Yes - we will push back action towards achieving our ESG goals
No impact - we are carrying on as planned
We have not decided yet/don't know
Nevertheless, 36% of respondents place reducing operational emissions as their top sustainability priority, and 26% say negating the longer-term impact of climate change is the most important. Meanwhile 43% of organisations have not set a target year to be ‘net zero’ by. It’s also possible that, a potential change of government could see new reporting measures announced, which are highly unlikely to be more lenient.
Which of the following are the most important to your business in relation to sustainability?
Reducing operational emissions
Achieving as high an EPC rating as possible
Reduced embodied carbon
Sustainable procurement practices
Longer term impacts of climate change
Biodiversity
Richard Hall
Head of Sustainability, RSM
'No future real estate planning will take place without environmental considerations being front of mind. Within this, we expect a massive shift in biodiversity to rise up the agenda, with new regulation coming into force requiring all new developments to deliver a 10% biodiversity net gain to achieve planning.'
Energy Performance Certificate (EPC)
Of the real estate businesses we surveyed, 31% own commercial assets with F or G ratings. Most startlingly, of those respondents, 40% say the reason their organisation has not made efforts to raise these ratings, is that the cost of making improvements would exceed the benefits. This is despite 35% of businesses saying that achieving the highest possible EPC rating was a top sustainability priority. Of course, many will be trying to time it just right to avoid stranded assets and write downs on the balance sheets. Uncertainty exists between owners and occupiers, penalties and listed building rules among other areas. Clarity is needed across all sustainability requirements in the built environment.

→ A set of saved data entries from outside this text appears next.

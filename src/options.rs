//! Configuration options for dumping.
//!
//! The output grammar itself is fixed (single line, fixed markers and
//! separators), so the only tunable is the recursion guard:
//!
//! - [`DumpOptions::max_depth`]: how deeply nested a value graph may be
//!   before the dump aborts with
//!   [`Error::DepthLimit`](crate::Error::DepthLimit)
//!
//! ## Examples
//!
//! ```rust
//! use typedump::{to_string_with_options, DumpOptions};
//!
//! let nested = vec![vec![vec![1, 2]]];
//!
//! // Default limit is generous
//! assert!(to_string_with_options(&nested, DumpOptions::new()).is_ok());
//!
//! // A tight limit rejects deep nesting instead of recursing further
//! let options = DumpOptions::new().with_max_depth(2);
//! assert!(to_string_with_options(&nested, options).is_err());
//! ```

/// Default nesting depth limit.
///
/// Dumping recurses once per nesting level, so the limit bounds stack
/// growth for pathological inputs. Cyclic values cannot be detected;
/// the limit is what turns them into an error instead of stack overflow.
pub const DEFAULT_MAX_DEPTH: usize = 128;

/// Configuration options for dumping.
///
/// # Examples
///
/// ```rust
/// use typedump::DumpOptions;
///
/// let options = DumpOptions::new().with_max_depth(16);
/// assert_eq!(options.max_depth, 16);
/// ```
#[derive(Clone, Debug)]
pub struct DumpOptions {
    /// Maximum container/record nesting depth before the dump aborts.
    pub max_depth: usize,
}

impl Default for DumpOptions {
    fn default() -> Self {
        DumpOptions {
            max_depth: DEFAULT_MAX_DEPTH,
        }
    }
}

impl DumpOptions {
    /// Creates default options.
    ///
    /// # Examples
    ///
    /// ```rust
    /// use typedump::{DumpOptions, options::DEFAULT_MAX_DEPTH};
    ///
    /// let options = DumpOptions::new();
    /// assert_eq!(options.max_depth, DEFAULT_MAX_DEPTH);
    /// ```
    #[must_use]
    pub fn new() -> Self {
        Self::default()
    }

    /// Sets the nesting depth limit.
    #[must_use]
    pub fn with_max_depth(mut self, max_depth: usize) -> Self {
        self.max_depth = max_depth;
        self
    }
}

Why have improvements not been made yet to your commercial properties rated EPC F or G?
Cost exceeds benefit
Lack of finance
Labour constraints
More cost-effective tech needed
There are various major barriers to decarbonisation. The second top is lack of willpower to invest in environmentally friendly solutions – which will surely come back to bite as regulations tighten.
The top cited is a lack of cost-effective technology solutions. This particularly comes into play when discussing the retrofitting of energy inefficient stock – the solutions are not a one case fits all. In cases where a unit is not a listed building but may be considered a heritage building.

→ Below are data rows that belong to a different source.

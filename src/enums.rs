//! Enumeration rendering: the [`Enum`] wrapper and its name/numeric paths.
//!
//! An enumeration value on its own carries no rendering; wrapping it in
//! [`Enum`] selects one at compile time, based on what its type declared
//! through [`dump_enum!`](crate::dump_enum):
//!
//! - a declared name table ([`EnumNames`]) renders the matching case name
//!   as bare, unquoted text
//! - no table ([`EnumCode`] only) renders the underlying code in decimal
//!
//! The selection is made per enumeration type when `dump_enum!` expands,
//! not per value at runtime. Declaring the same type both ways is a
//! duplicate implementation and fails to compile.
//!
//! A name table that does not cover the actual case falls back to the
//! decimal code. An unmapped case therefore still produces output; it is
//! never silently dropped.
//!
//! ```rust
//! use typedump::{dump_enum, to_string, Enum};
//!
//! #[derive(Clone, Copy)]
//! enum Mode { Idle, Busy }
//!
//! #[derive(Clone, Copy)]
//! enum Level { Low, High }
//!
//! dump_enum!(Mode { Idle => "idle", Busy => "busy" });
//! dump_enum!(Level);
//!
//! assert_eq!(to_string(&Enum(Mode::Busy)).unwrap(), "busy");
//! assert_eq!(to_string(&Enum(Level::High)).unwrap(), "1");
//! ```

use crate::error::Result;
use crate::ser::{Dump, Dumper};

/// Pairs a raw enumeration value with its declared type.
///
/// Exists only so the rendering rule can be chosen from the type; it holds
/// no state beyond the value itself.
#[derive(Clone, Copy, Debug)]
pub struct Enum<T>(pub T);

impl<T: EnumRender> Dump for Enum<T> {
    fn dump(&self, out: &mut Dumper<'_>) -> Result<()> {
        self.0.render(out)
    }
}

/// Access to an enumeration's underlying numeric code.
///
/// Implemented by [`dump_enum!`](crate::dump_enum) for fieldless `Copy`
/// enums as a plain `as i64` cast.
pub trait EnumCode: Copy {
    /// The value's underlying code.
    fn code(self) -> i64;
}

/// A declared name table for an enumeration type.
///
/// `name` returns `None` for cases the table does not cover; rendering
/// then falls back to the numeric code.
pub trait EnumNames: EnumCode {
    /// The declared name for this case, if the table covers it.
    fn name(self) -> Option<&'static str>;
}

/// The rendering path an enumeration type selected when it was declared.
///
/// [`dump_enum!`](crate::dump_enum) implements this once per type, wiring
/// it to either [`dump_named`] or [`dump_numeric`]; the wrapper's
/// [`Dump`] implementation goes through it. Selecting both paths for one
/// type is a duplicate implementation and fails to compile.
pub trait EnumRender: EnumCode {
    /// Appends the textual form of this case.
    fn render(self, out: &mut Dumper<'_>) -> Result<()>;
}

/// Renders an enumeration case through its declared name table, falling
/// back to the decimal code for cases the table does not cover.
pub fn dump_named<T: EnumNames>(out: &mut Dumper<'_>, value: T) -> Result<()> {
    match value.name() {
        Some(name) => out.write_str(name),
        None => dump_numeric(out, value),
    }
}

/// Renders an enumeration case as its decimal underlying code.
pub fn dump_numeric<T: EnumCode>(out: &mut Dumper<'_>, value: T) -> Result<()> {
    out.write_display(&value.code())
}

The Pathway to Net Zero for the UK Built Environment Report estimated that an additional 500,000 trade positions and 50,000 retrofit co-ordinator roles would be needed to meet the retrofitting challenge. On this scale, co-ordination between industry groups, technology, government, education and finance is required.
On a brighter note, with challenge comes opportunity and the future of high streets and housing will be at the forefront of political minds in this election year. New reporting requirements, which go beyond energy consumption and encompass the full building energy outputs from construction, will drive new technology and college curriculums fit for the future.
What do you consider to be the biggest barriers to de-carbonising the real estate sector?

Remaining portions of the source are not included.